To the Editor:
Your online article “Head Start Study Finds Brief Learning Gains” (Jan. 14, 2010) provides inaccurate information based on an interview with Craig T. Ramey, a professor of health studies and psychiatry at Georgetown University. As the authors of the report discussed, “Head Start Impact Study,” we would like to set the record straight.
According to the article, Mr. Ramey said that “the study reports only effect sizes and doesn’t provide information about the performance of children on average.” It appears that he read only the executive summary. Throughout the report, average child performance on cognitive, social-emotional, health, and parenting outcomes (as well as effect sizes) is provided. In addition, online tables give detailed information on average child performance for the outcomes measured in the study.

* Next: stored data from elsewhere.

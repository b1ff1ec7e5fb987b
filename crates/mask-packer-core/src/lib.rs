//! Core library for painting per-sprite masks onto texture atlas pages.
//!
//! - Decoder: `decode_atlas` reads libGDX-style atlas text into pages and sprites
//! - Masks: `MaskIndex` maps sprite names to image files under a directory tree
//! - Geometry: rotation by affine resampling (nearest/bilinear/bicubic), then trim crop
//! - Pipeline: `pack_masks` composes and writes one image per page, pages in parallel
//!
//! Quick example:
//! ```ignore
//! use mask_packer_core::prelude::*;
//! # fn main() -> anyhow::Result<()> {
//! let pages = decode_atlas(std::fs::File::open("hero.atlas")?)?;
//! let masks = MaskIndex::scan("masks")?;
//! let reports = pack_masks(&pages, &masks, &ComposeConfig::default(), "out".as_ref())?;
//! println!("pages: {}", reports.len());
//! # Ok(()) }
//! ```

pub mod codec;
pub mod compositing;
pub mod config;
pub mod decoder;
pub mod error;
pub mod fields;
pub mod geometry;
pub mod mask_index;
pub mod model;
pub mod pipeline;
pub mod resample;

pub use compositing::*;
pub use config::*;
pub use decoder::*;
pub use error::*;
pub use mask_index::*;
pub use model::*;
pub use pipeline::*;
pub use resample::{ResampleKernel, rotate, rotated_size};

/// Convenience prelude for common types and functions.
/// Importing `mask_packer_core::prelude::*` brings the primary APIs into scope.
pub mod prelude {
    pub use crate::config::{ComposeConfig, ComposeConfigBuilder, OutputFormat, PageIndexPolicy};
    pub use crate::mask_index::{MaskIndex, MaskSource};
    pub use crate::model::{Angle, Bounds, Offsets, Page, Point, Sprite};
    pub use crate::resample::ResampleKernel;
    pub use crate::{
        ComposedPage, MaskPackerError, PageReport, compose_page, decode_atlas, decode_atlas_str,
        dry_run, pack_masks, reports_to_json,
    };
}
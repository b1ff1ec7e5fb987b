use serde::{Deserialize, Serialize};
use std::fmt;
use std::str::FromStr;

use crate::error::MaskPackerError;
use crate::resample::ResampleKernel;

/// Output image encodings.
#[derive(Debug, Clone, Copy, Default, Serialize, Deserialize, PartialEq, Eq)]
#[serde(rename_all = "lowercase")]
pub enum OutputFormat {
    /// Lossless.
    #[default]
    Png,
    /// Quality 100, no alpha channel.
    Jpg,
}

impl OutputFormat {
    /// File extension without the dot.
    pub fn extension(self) -> &'static str {
        match self {
            Self::Png => "png",
            Self::Jpg => "jpg",
        }
    }
}

impl fmt::Display for OutputFormat {
    fn fmt(&self, f: &mut fmt::Formatter<'_>) -> fmt::Result {
        f.write_str(self.extension())
    }
}

impl FromStr for OutputFormat {
    type Err = MaskPackerError;
    fn from_str(s: &str) -> Result<Self, Self::Err> {
        match s.to_ascii_lowercase().as_str() {
            "png" => Ok(Self::Png),
            "jpg" | "jpeg" => Ok(Self::Jpg),
            _ => Err(MaskPackerError::InvalidFormat(s.to_string())),
        }
    }
}

/// When to append the two-digit page index to output names.
#[derive(Debug, Clone, Copy, Default, Serialize, Deserialize, PartialEq, Eq)]
#[serde(rename_all = "lowercase")]
pub enum PageIndexPolicy {
    /// Only for pages whose base name is shared with another page.
    #[default]
    Auto,
    /// On every page (`<base>_<suffix>_<NN>.<ext>`).
    Always,
}

impl FromStr for PageIndexPolicy {
    type Err = ();
    fn from_str(s: &str) -> Result<Self, Self::Err> {
        match s.to_ascii_lowercase().as_str() {
            "auto" => Ok(Self::Auto),
            "always" => Ok(Self::Always),
            _ => Err(()),
        }
    }
}

/// Settings for composing and saving mask pages.
#[derive(Debug, Clone, Serialize, Deserialize, PartialEq)]
pub struct ComposeConfig {
    /// Encoding of the written pages.
    #[serde(default)]
    pub format: OutputFormat,
    /// Appended to each page's base name: `<base>_<suffix>.<ext>`.
    #[serde(default = "default_suffix")]
    pub suffix: String,
    /// Keep the canvas alpha channel. When false every pixel is forced opaque.
    #[serde(default)]
    pub keep_alpha: bool,
    /// Kernel used when a sprite is rotated.
    #[serde(default)]
    pub kernel: ResampleKernel,
    #[serde(default)]
    pub page_index: PageIndexPolicy,
    /// Run page jobs on the rayon pool (requires the `parallel` feature).
    #[serde(default = "default_parallel")]
    pub parallel: bool,
}

impl Default for ComposeConfig {
    fn default() -> Self {
        Self {
            format: OutputFormat::default(),
            suffix: default_suffix(),
            keep_alpha: false,
            kernel: ResampleKernel::default(),
            page_index: PageIndexPolicy::default(),
            parallel: default_parallel(),
        }
    }
}

fn default_suffix() -> String {
    "masks".into()
}

fn default_parallel() -> bool {
    true
}

impl ComposeConfig {
    /// Validates the configuration.
    ///
    /// The suffix becomes part of a file name, so it must be non-empty and free of path
    /// separators.
    pub fn validate(&self) -> crate::error::Result<()> {
        if self.suffix.is_empty() {
            return Err(MaskPackerError::InvalidConfig(
                "suffix must not be empty".into(),
            ));
        }
        if self.suffix.contains(['/', '\\']) {
            return Err(MaskPackerError::InvalidConfig(format!(
                "suffix {:?} must not contain path separators",
                self.suffix
            )));
        }
        Ok(())
    }

    /// Create a fluent builder for `ComposeConfig`.
    pub fn builder() -> ComposeConfigBuilder {
        ComposeConfigBuilder::new()
    }
}

/// Builder for `ComposeConfig` for ergonomic construction.
#[derive(Debug, Default, Clone)]
pub struct ComposeConfigBuilder {
    cfg: ComposeConfig,
}

impl ComposeConfigBuilder {
    pub fn new() -> Self {
        Self {
            cfg: ComposeConfig::default(),
        }
    }
    pub fn format(mut self, v: OutputFormat) -> Self {
        self.cfg.format = v;
        self
    }
    pub fn suffix(mut self, v: impl Into<String>) -> Self {
        self.cfg.suffix = v.into();
        self
    }
    pub fn keep_alpha(mut self, v: bool) -> Self {
        self.cfg.keep_alpha = v;
        self
    }
    pub fn kernel(mut self, v: ResampleKernel) -> Self {
        self.cfg.kernel = v;
        self
    }
    pub fn page_index(mut self, v: PageIndexPolicy) -> Self {
        self.cfg.page_index = v;
        self
    }
    pub fn parallel(mut self, v: bool) -> Self {
        self.cfg.parallel = v;
        self
    }
    pub fn build(self) -> ComposeConfig {
        self.cfg
    }
}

You also report that Mr. Ramey said that “it is not possible to tell by the study whether Head Start students are ‘humming along at the national average’ in terms of their cognitive learning, or if they are ‘at the 10th percentile’ on standardized measures of cognitive learning.” For discussion and illustration, selected percentiles are presented in both the executive summary and Chapter 4 of the final report. Chapter 4 also states that the percentiles for the standardized measures are available in the technical report. Both the final report and the technical report are available online.
It is our hope that readers will use the “Head Start Impact Study” final report as a basis for future research exploring the strengths and weaknesses of the Head Start program. This is a complex study, and to use it effectively requires a thorough review and understanding of both the final and technical reports.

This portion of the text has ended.